Further, the CPUC is expected to begin a new investigation to examine the Utility’s safety culture and practices, including whether they are effective and comprehensive across the organization, and whether there is sufficient accountability for safety results. The President of the CPUC also has questioned whether the Utility “is too big to succeed” from a safety perspective and has requested the CPUC’s Legal Division to analyze and evaluate the CPUC’s policies regarding penalties and remedies, and make recommendations for adoption by the CPUC. The scope, timing, and outcome of the new investigation are uncertain.
During the quarter ended March 31, 2015, PG&E Corporation made equity contributions totaling $100 million to the Utility in order to maintain the 52% common equity component of its CPUC-authorized capital structure. Neither PG&E Corporation nor the Utility made any sales of unregistered equity securities during the quarter ended March 31, 2015.
Issuer Purchases of Equity Securities
During the quarter ended March 31, 2015, PG&E Corporation did not redeem or repurchase any shares of common stock outstanding. During the quarter ended March 31, 2015, the Utility did not redeem or repurchase any shares of its various series of preferred stock outstanding.

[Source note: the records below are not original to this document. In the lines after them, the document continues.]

use std::ffi::OsString;
use std::fs::{self, File, OpenOptions};
use std::path::{Path, PathBuf};

use csv::{ReaderBuilder, WriterBuilder};
use tracing::debug;

use crate::error::{BoardError, Result};
use crate::model::{HEADERS, MaintenanceRequest};

pub type Table = Vec<MaintenanceRequest>;

/// The board's backing CSV file. Every cycle reads and rewrites it whole.
#[derive(Debug, Clone)]
pub struct Store {
    path: PathBuf,
}

/// Exclusive lock on the sidecar `.lock` file; released on drop.
struct LockGuard {
    file: File,
}

impl Drop for LockGuard {
    fn drop(&mut self) {
        let _ = self.file.unlock();
    }
}

fn sibling(path: &Path, suffix: &str) -> PathBuf {
    let mut name = OsString::from(path.as_os_str());
    name.push(suffix);
    PathBuf::from(name)
}

fn write_table(path: &Path, table: &[MaintenanceRequest]) -> Result<()> {
    let mut wtr = WriterBuilder::new().has_headers(false).from_path(path)?;
    wtr.write_record(HEADERS)?;
    for row in table {
        wtr.serialize(row)?;
    }
    wtr.flush()?;
    Ok(())
}

impl Store {
    pub fn new<P: Into<PathBuf>>(path: P) -> Self {
        Self { path: path.into() }
    }

    pub fn path(&self) -> &Path {
        &self.path
    }

    fn ensure_parent(&self) -> Result<()> {
        if let Some(parent) = self.path.parent().filter(|p| !p.as_os_str().is_empty()) {
            fs::create_dir_all(parent)?;
        }
        Ok(())
    }

    fn lock(&self) -> Result<LockGuard> {
        self.ensure_parent()?;
        let file = OpenOptions::new()
            .create(true)
            .truncate(false)
            .write(true)
            .open(sibling(&self.path, ".lock"))?;
        file.lock()?;
        Ok(LockGuard { file })
    }

    /// Reads the table, creating an empty file with the header when absent.
    pub fn load(&self) -> Result<Table> {
        if !self.path.exists() {
            self.save(&[])?;
            debug!(path = %self.path.display(), "created empty board file");
            return Ok(Vec::new());
        }
        let file = File::open(&self.path)?;
        let mut rdr = ReaderBuilder::new().has_headers(true).from_reader(file);
        let mut table = Vec::new();
        for result in rdr.deserialize() {
            table.push(result?);
        }
        debug!(path = %self.path.display(), rows = table.len(), "loaded board");
        Ok(table)
    }

    /// Overwrites the file with `table` via a temp file and rename.
    pub fn save(&self, table: &[MaintenanceRequest]) -> Result<()> {
        self.ensure_parent()?;
        let tmp = sibling(&self.path, ".tmp");
        let written = write_table(&tmp, table).and_then(|()| fs::rename(&tmp, &self.path).map_err(BoardError::from));
        if written.is_err() {
            let _ = fs::remove_file(&tmp);
        }
        written?;
        debug!(path = %self.path.display(), rows = table.len(), "saved board");
        Ok(())
    }

    /// Locked snapshot for read-only views.
    pub fn read(&self) -> Result<Table> {
        let _guard = self.lock()?;
        self.load()
    }

    /// One locked read-modify-write cycle. Nothing is written when `f` fails.
    pub fn transaction<T>(&self, f: impl FnOnce(&mut Table) -> Result<T>) -> Result<T> {
        let _guard = self.lock()?;
        let mut table = self.load()?;
        let out = f(&mut table)?;
        self.save(&table)?;
        Ok(out)
    }
}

Ratio of Earnings to Fixed Charges and Ratio of Earnings to Combined Fixed Charges and Preferred Stock Dividends
The Utility’s earnings to fixed charges ratio for the three months ended March 31, 2015 was 0.65. The Utility’s earnings to combined fixed charges and preferred stock dividends ratio for the three months ended March 31, 2015 was 0.64. The statement of the foregoing ratios, together with the statements of the computation of the foregoing ratios filed as Exhibits 12.1 and 12.2 hereto, are included herein for the purpose of incorporating such information and Exhibits into the Utility’s Registration Statement No. 333-193879.
PG&E Corporation’s earnings to fixed charges ratio for the three months ended March 31, 2015 was 0.75. The statement of the foregoing ratio, together with the statement of the computation of the foregoing ratio filed as Exhibit 12.3 hereto, is included herein for the purpose of incorporating such information and Exhibit into PG&E Corporation’s Registration Statement No. 333-193880.

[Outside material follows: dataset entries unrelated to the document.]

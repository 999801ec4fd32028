use std::path::PathBuf;

use uuid::Uuid;

#[derive(Debug, thiserror::Error)]
pub enum BoardError {
    #[error("입력값을 확인해주세요: {0}")]
    Validation(String),

    #[error("삭제 코드가 일치하지 않습니다")]
    CodeMismatch,

    #[error("신청을 찾을 수 없습니다: {0}")]
    NotFound(Uuid),

    #[error("파일이 이미 존재합니다: {}", .0.display())]
    AlreadyExists(PathBuf),

    #[error("storage error: {0}")]
    Storage(#[from] std::io::Error),

    #[error("csv error: {0}")]
    Csv(#[from] csv::Error),
}

pub type Result<T> = std::result::Result<T, BoardError>;
use std::path::{Path, PathBuf};

use crate::error::{BoardError, Result};
use crate::store::Store;

pub fn csv_path(filename: &Path) -> PathBuf {
    if filename.extension().is_some_and(|ext| ext == "csv") {
        filename.to_path_buf()
    } else {
        let mut path = filename.to_path_buf().into_os_string();
        path.push(".csv");
        path.into()
    }
}

/// Store for a `--file` value as every command resolves it.
pub fn board_store(filename: &Path) -> Store {
    Store::new(csv_path(filename))
}

/// Creates an empty board file; refuses to overwrite an existing one.
pub fn init_board(filename: &Path) -> Result<Store> {
    let store = board_store(filename);
    if store.path().exists() {
        return Err(BoardError::AlreadyExists(store.path().to_path_buf()));
    }
    store.save(&[])?;
    println!("게시판 파일을 생성했습니다: {}", store.path().display());
    Ok(store)
}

Senior Unsecured Credit Facility
The information below is reported in lieu of information that would be reported under Items 1.01 and 2.03 under
Form 8-K:
PG&E Corporation
On April 27, 2015, PG&E Corporation entered into an amendment and restatement of its $300 million senior unsecured five-year revolving credit agreement that it entered into on April 1, 2013. The amended and restated credit agreement is with (1) Bank of America, N.A., as administrative agent and a lender, (2) Citigroup Global Markets Inc., J.P. Morgan Securities LLC, Merrill Lynch, Pierce, Fenner & Smith Incorporated and Wells Fargo Securities LLC, as joint lead arrangers and joint bookrunners, (3) Citibank N.A. and JPMorgan Chase Bank, N.A., as co-syndication agents and lenders, (4) Wells Fargo Bank, National Association, as documentation agent and a lender, and (5) certain other lenders.
The amended and restated credit agreement includes a $100 million sublimit for the issuance of standby and commercial letters of credit (for which $50 million of commitments to issue letters of credit have been provided by the lenders) and a $100 million commitment for swingline loans. The credit facility will be used for working capital and other corporate purposes, including commercial paper back-up.

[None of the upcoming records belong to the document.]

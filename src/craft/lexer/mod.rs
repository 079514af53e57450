//! Lexing for the craft recipe notation.
//!
//! Tokenization happens in two layers: a logos scanner over character
//! classes ([`tokenize`]), and an assembly pass that stitches literal
//! fragments into the classified token stream the grammar consumes
//! ([`lex`]).

pub mod lexer_impl;
pub mod tokens;

pub use lexer_impl::{lex, tokenize};
pub use tokens::{RawToken, Token, TokenKind};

Subject to obtaining commitments from existing or new lenders and satisfaction of other specified conditions, PG&E Corporation has the right to increase, in one or more requests, given not more frequently than once a year, the aggregate lenders’ commitments under the amended and restated credit agreement by up to $100 million in the aggregate for all such increases.
The amended and restated credit agreement has a term of five years from its effective date, and all amounts borrowed under the agreement are due and payable on April 27, 2020. At PG&E Corporation’s request, given not more frequently than once a year and on not more than two occasions over the term of the facility, and at the sole discretion of each lender, the facility may be extended for an additional period not exceeding one year in each instance. PG&E Corporation has the right to replace any lender who does not agree to an extension.
Borrowings under the amended and restated credit agreement (other than swingline loans) will bear interest based, at PG&E Corporation’s election, on (1) a London Interbank Offered Rate (“LIBOR”) plus an applicable margin or (2) the base rate plus an applicable margin. The base rate will equal the higher of the following: the administrative agent’s announced base rate, 0.5% above the overnight federal funds rate, and the one-month LIBOR plus an applicable margin. The applicable margin for LIBOR loans under the amended and restated credit agreement will range between 0.9% and 1.475% and the applicable margin for base rate loans under the amended and restated credit agreement will range between 0% and 0.475%. PG&E Corporation will also pay a facility fee based on total lender commitments which will range between 0.1% and 0.275%. The specific facility fee and applicable margin will be based on the senior unsecured, non-credit enhanced debt ratings of PG&E Corporation issued by Standard & Poor’s Ratings Services and Moody’s Investors Service, Inc.
The amended and restated credit agreement includes usual and customary covenants for credit facilities of this type, including covenants limiting (1) liens, except for specified permitted liens, (2) mergers, (3) sales of all or substantially all of PG&E Corporation’s assets and (4) other fundamental changes. In addition, the amended and restated credit agreement requires that PG&E Corporation maintain a ratio of total consolidated debt to total consolidated capitalization of not more than 0.65 to 1.00 as of the end of each fiscal quarter.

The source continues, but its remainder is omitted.